Research: Rating Action: Moody’s affirms ADT’s B1 CFR, Ba3 and B3 secured debt ratings on positive operating trends, despite diminished liquidity; outlook stable

Approximately $10.2 billion of rated debt

New York, August 17, 2022 — Moody’s Investors Service (“Moody’s”) affirmed Prime Security Services Borrower, LLC’s (dba ADT) B1 corporate family rating (CFR), its B1-PD probability of default rating, and the respective Ba3 and B3 instrument ratings on the residential alarm monitoring company’s first- and second-lien debt. However, given the pressures on ADT’s liquidity as a result of $700 million of first-lien notes becoming a current obligation on its balance sheet as of June 30th, Moody’s has changed ADT’s speculative grade liquidity rating to SGL-3, from SGL-2, reflecting an adequate liquidity profile. The outlook remains stable.

Because in Moody’s view ADT’s management has effectively chosen to allow the notes to become a current liability, governance considerations are a driver of this action.

Ratings Affirmed:

..Issuer: Prime Security Services Borrower, LLC

….Corporate Family Rating, Affirmed B1

….Probability of Default Rating, Affirmed B1-PD

….Senior Secured 1st lien Revolving Credit Facility, Affirmed Ba3 (LGD3)

….Senior Secured 1st lien Term Loan due 2026, Affirmed Ba3 (LGD3)

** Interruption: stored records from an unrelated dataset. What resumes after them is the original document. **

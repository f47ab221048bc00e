//! Real-time diagnostics from sensor data.
//!
//! The rule evaluator [`analyze_sensor_data`] is exposed to the model as the
//! `analyzeSensorData` tool; the model composes the final diagnosis from the
//! tool's verdict.

use crate::config::AppConfig;
use crate::core::error::FlowError;
use crate::core::model::{Content, GenerateRequest, Part, Role, ToolDeclaration};
use crate::core::prompts::{self, DIAGNOSTICS_PROMPT};
use crate::core::schemas::{
    DiagnosticsInput, DiagnosticsOutput, json_schema, parse_output, validate_value,
};
use crate::core::traits::GenerativeModel;
use log::{debug, warn};
use minijinja::context;
use serde_json::json;
use std::fmt::Write;

pub const FLOW: &str = "realTimeDiagnosticsFlow";
pub const TOOL_NAME: &str = "analyzeSensorData";

/// Readings strictly above this on a temperature sensor are critical.
pub const MAX_TEMPERATURE: f64 = 100.0;
/// Readings strictly below this on a pressure sensor are critical.
pub const MIN_PRESSURE: f64 = 10.0;

const MAX_TOOL_ROUNDS: usize = 4;

/// Deterministic health rules over current sensor values.
pub fn analyze_sensor_data(input: &DiagnosticsInput) -> DiagnosticsOutput {
    let mut diagnosis = format!("Analyzing sensor data for {}:\n", input.equipment_type);
    let mut is_critical = false;

    for (sensor, value) in &input.sensor_data {
        let _ = writeln!(diagnosis, "{sensor}: {value}");
        let name = sensor.to_lowercase();
        if name.contains("temperature") && *value > MAX_TEMPERATURE {
            diagnosis.push_str("High temperature detected. Possible overheating.\n");
            is_critical = true;
        }
        if name.contains("pressure") && *value < MIN_PRESSURE {
            diagnosis.push_str("Low pressure detected. Possible leak.\n");
            is_critical = true;
        }
    }

    if !is_critical {
        diagnosis.push_str("No critical issues detected based on current sensor data.\n");
    }

    DiagnosticsOutput {
        diagnosis,
        is_critical,
    }
}

pub fn analyze_sensor_data_tool() -> ToolDeclaration {
    ToolDeclaration {
        name: TOOL_NAME.to_owned(),
        description: "Analyzes sensor data to provide a diagnosis of equipment health.".to_owned(),
        parameters: json_schema::<DiagnosticsInput>(),
    }
}

pub async fn real_time_diagnostics(
    model: &dyn GenerativeModel,
    config: &AppConfig,
    input: &DiagnosticsInput,
) -> Result<DiagnosticsOutput, FlowError> {
    let sensor_data = serde_json::to_string(&input.sensor_data)
        .map_err(|e| FlowError::schema(FLOW, e.to_string()))?;
    let prompt = prompts::render(
        DIAGNOSTICS_PROMPT,
        context! {
            tool => TOOL_NAME,
            sensor_data => sensor_data,
            equipment_type => &input.equipment_type,
        },
    )?;

    let mut request = GenerateRequest::new(&config.text_model, prompt)
        .with_tool(analyze_sensor_data_tool())
        .with_output_schema(json_schema::<DiagnosticsOutput>());

    for round in 0..MAX_TOOL_ROUNDS {
        let response = model.generate(request.clone()).await?;
        let calls = response.function_calls();

        if calls.is_empty() {
            let text = response
                .text()
                .ok_or_else(|| FlowError::schema(FLOW, "model returned no structured output"))?;
            return parse_output(FLOW, &text);
        }

        let mut replies = Vec::with_capacity(calls.len());
        for (name, args) in calls {
            if name != TOOL_NAME {
                warn!("model called unknown tool `{name}`");
                return Err(FlowError::upstream(format!("model called unknown tool `{name}`")));
            }
            let args: DiagnosticsInput = validate_value(TOOL_NAME, args.clone())?;
            let verdict = analyze_sensor_data(&args);
            debug!("tool round {round}: critical={}", verdict.is_critical);
            replies.push(Part::FunctionResponse {
                name: TOOL_NAME.to_owned(),
                response: json!({
                    "diagnosis": verdict.diagnosis,
                    "isCritical": verdict.is_critical,
                }),
            });
        }

        request.contents.push(Content {
            role: Role::Model,
            parts: response.parts.clone(),
        });
        request.contents.push(Content {
            role: Role::User,
            parts: replies,
        });
    }

    Err(FlowError::upstream(format!(
        "diagnostics did not settle after {MAX_TOOL_ROUNDS} tool rounds"
    )))
}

….Senior Secured 1st Lien Regular Bond/Debenture, Affirmed Ba3 (LGD3)

….Senior Secured 2nd lien Regular Bond/Debenture, Affirmed B3 (LGD6)

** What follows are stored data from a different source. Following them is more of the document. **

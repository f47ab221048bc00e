//! Runtime configuration, read from `.env` and the process environment.

use di::{inject, injectable};
use log::warn;
use std::env;
use std::str::FromStr;
use std::sync::Mutex;
use std::time::Duration;

pub const DEFAULT_BASE_URL: &str = "https://generativelanguage.googleapis.com";
pub const DEFAULT_TEXT_MODEL: &str = "gemini-2.5-flash";
pub const DEFAULT_TTS_MODEL: &str = "gemini-2.5-flash-preview-tts";
pub const DEFAULT_IMAGE_MODEL: &str = "gemini-2.0-flash-preview-image-generation";

static TEST_CONFIG: Mutex<Option<AppConfig>> = Mutex::new(None);

/// Whether visual explanations include a generated diagram.
#[derive(Debug, Clone, Copy, PartialEq, Eq)]
pub enum ExplanationMode {
    TextOnly,
    TextAndDiagram,
}

impl FromStr for ExplanationMode {
    type Err = String;

    fn from_str(s: &str) -> Result<Self, Self::Err> {
        match s.trim().to_ascii_lowercase().as_str() {
            "text-only" | "text" => Ok(ExplanationMode::TextOnly),
            "text-and-diagram" | "text+diagram" | "diagram" => Ok(ExplanationMode::TextAndDiagram),
            other => Err(format!("unknown explanation mode `{other}`")),
        }
    }
}

#[derive(Debug, Clone)]
pub struct AppConfig {
    pub api_key: String,
    pub base_url: String,
    pub text_model: String,
    pub tts_model: String,
    pub image_model: String,
    pub explanation_mode: ExplanationMode,
    /// Synthesize speech for every assistant reply.
    pub speak_responses: bool,
    pub find_bag_delay: Duration,
    /// Time an emergency drone spends dispatching before it is en route.
    pub emergency_en_route_delay: Duration,
    pub request_timeout: Duration,
    pub database_url: String,
    pub bind_address: String,
}

impl Default for AppConfig {
    fn default() -> Self {
        AppConfig {
            api_key: String::new(),
            base_url: DEFAULT_BASE_URL.to_owned(),
            text_model: DEFAULT_TEXT_MODEL.to_owned(),
            tts_model: DEFAULT_TTS_MODEL.to_owned(),
            image_model: DEFAULT_IMAGE_MODEL.to_owned(),
            explanation_mode: ExplanationMode::TextOnly,
            speak_responses: true,
            find_bag_delay: Duration::from_millis(1500),
            emergency_en_route_delay: Duration::from_millis(3000),
            request_timeout: Duration::from_secs(120),
            database_url: "sqlite://greenbox.db?mode=rwc".to_owned(),
            bind_address: "0.0.0.0:3000".to_owned(),
        }
    }
}

#[injectable]
impl AppConfig {
    #[inject]
    pub fn create() -> AppConfig {
        if let Some(config) = TEST_CONFIG.lock().ok().and_then(|guard| guard.clone()) {
            return config;
        }

        dotenvy::dotenv().ok();
        Self::from_lookup(|key| env::var(key).ok())
    }

    /// Builds a configuration from an arbitrary key lookup, falling back to
    /// defaults for missing or unparsable values.
    pub fn from_lookup(lookup: impl Fn(&str) -> Option<String>) -> AppConfig {
        let defaults = AppConfig::default();

        let api_key = lookup("GEMINI_API_KEY")
            .or_else(|| lookup("GOOGLE_API_KEY"))
            .unwrap_or_default();
        if api_key.is_empty() {
            warn!("GEMINI_API_KEY is not set, upstream calls will be rejected");
        }

        AppConfig {
            api_key,
            base_url: lookup("GENAI_BASE_URL").unwrap_or(defaults.base_url),
            text_model: lookup("TEXT_MODEL").unwrap_or(defaults.text_model),
            tts_model: lookup("TTS_MODEL").unwrap_or(defaults.tts_model),
            image_model: lookup("IMAGE_MODEL").unwrap_or(defaults.image_model),
            explanation_mode: parsed(&lookup, "EXPLANATION_MODE", defaults.explanation_mode),
            speak_responses: parsed(&lookup, "SPEAK_RESPONSES", defaults.speak_responses),
            find_bag_delay: lookup("FIND_BAG_DELAY_MS")
                .and_then(|s| u64::from_str(&s).ok())
                .map(Duration::from_millis)
                .unwrap_or(defaults.find_bag_delay),
            emergency_en_route_delay: lookup("EMERGENCY_EN_ROUTE_DELAY_MS")
                .and_then(|s| u64::from_str(&s).ok())
                .map(Duration::from_millis)
                .unwrap_or(defaults.emergency_en_route_delay),
            request_timeout: lookup("REQUEST_TIMEOUT_SECS")
                .and_then(|s| u64::from_str(&s).ok())
                .map(Duration::from_secs)
                .unwrap_or(defaults.request_timeout),
            database_url: lookup("DATABASE_URL").unwrap_or(defaults.database_url),
            bind_address: lookup("BIND_ADDRESS").unwrap_or(defaults.bind_address),
        }
    }

    /// Makes every DI-created `AppConfig` a copy of `config`.
    pub fn set_test_config(config: AppConfig) {
        if let Ok(mut guard) = TEST_CONFIG.lock() {
            *guard = Some(config);
        }
    }

    pub fn clear_test_config() {
        if let Ok(mut guard) = TEST_CONFIG.lock() {
            *guard = None;
        }
    }
}

fn parsed<T: FromStr>(lookup: &impl Fn(&str) -> Option<String>, key: &str, default: T) -> T {
    match lookup(key) {
        Some(raw) => raw.parse().unwrap_or_else(|_| {
            warn!("ignoring invalid value `{raw}` for {key}");
            default
        }),
        None => default,
    }
}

..Issuer: The ADT Security Corporation

….Senior Secured 1st Lien Regular Bond/Debenture, Affirmed Ba3 (LGD3)

Changed:

..Issuer: Prime Security Services Borrower, LLC

….Speculative Grade Liquidity Rating, Changed to SGL-3, from SGL-2

Outlook Actions:

..Issuer: Prime Security Services Borrower, LLC

….Outlook, Remains Stable

RATINGS RATIONALE

ADT’s B1 CFR reflects its leading position in the US residential alarm-monitoring and home automation services market, and from positive operating trends, including revenue diversification and anticipated acceleration in monitoring revenue through 2022. Moody’s expects revenue growth of roughly 15% in 2022, to about $6.2 billion, as a result of higher pricing and customers choosing more interactive services, as well as a push in 2021 to spend heavily on customer acquisitions. A new, fast-growing solar unit will support revenue growth as well, with the segment representing about 15% of total revenue this year, although it will be a drag on earnings initially. Heavy growth spending from 2021 is abating, and Moody’s anticipates revenue growth for 2023 to ease to below 10%.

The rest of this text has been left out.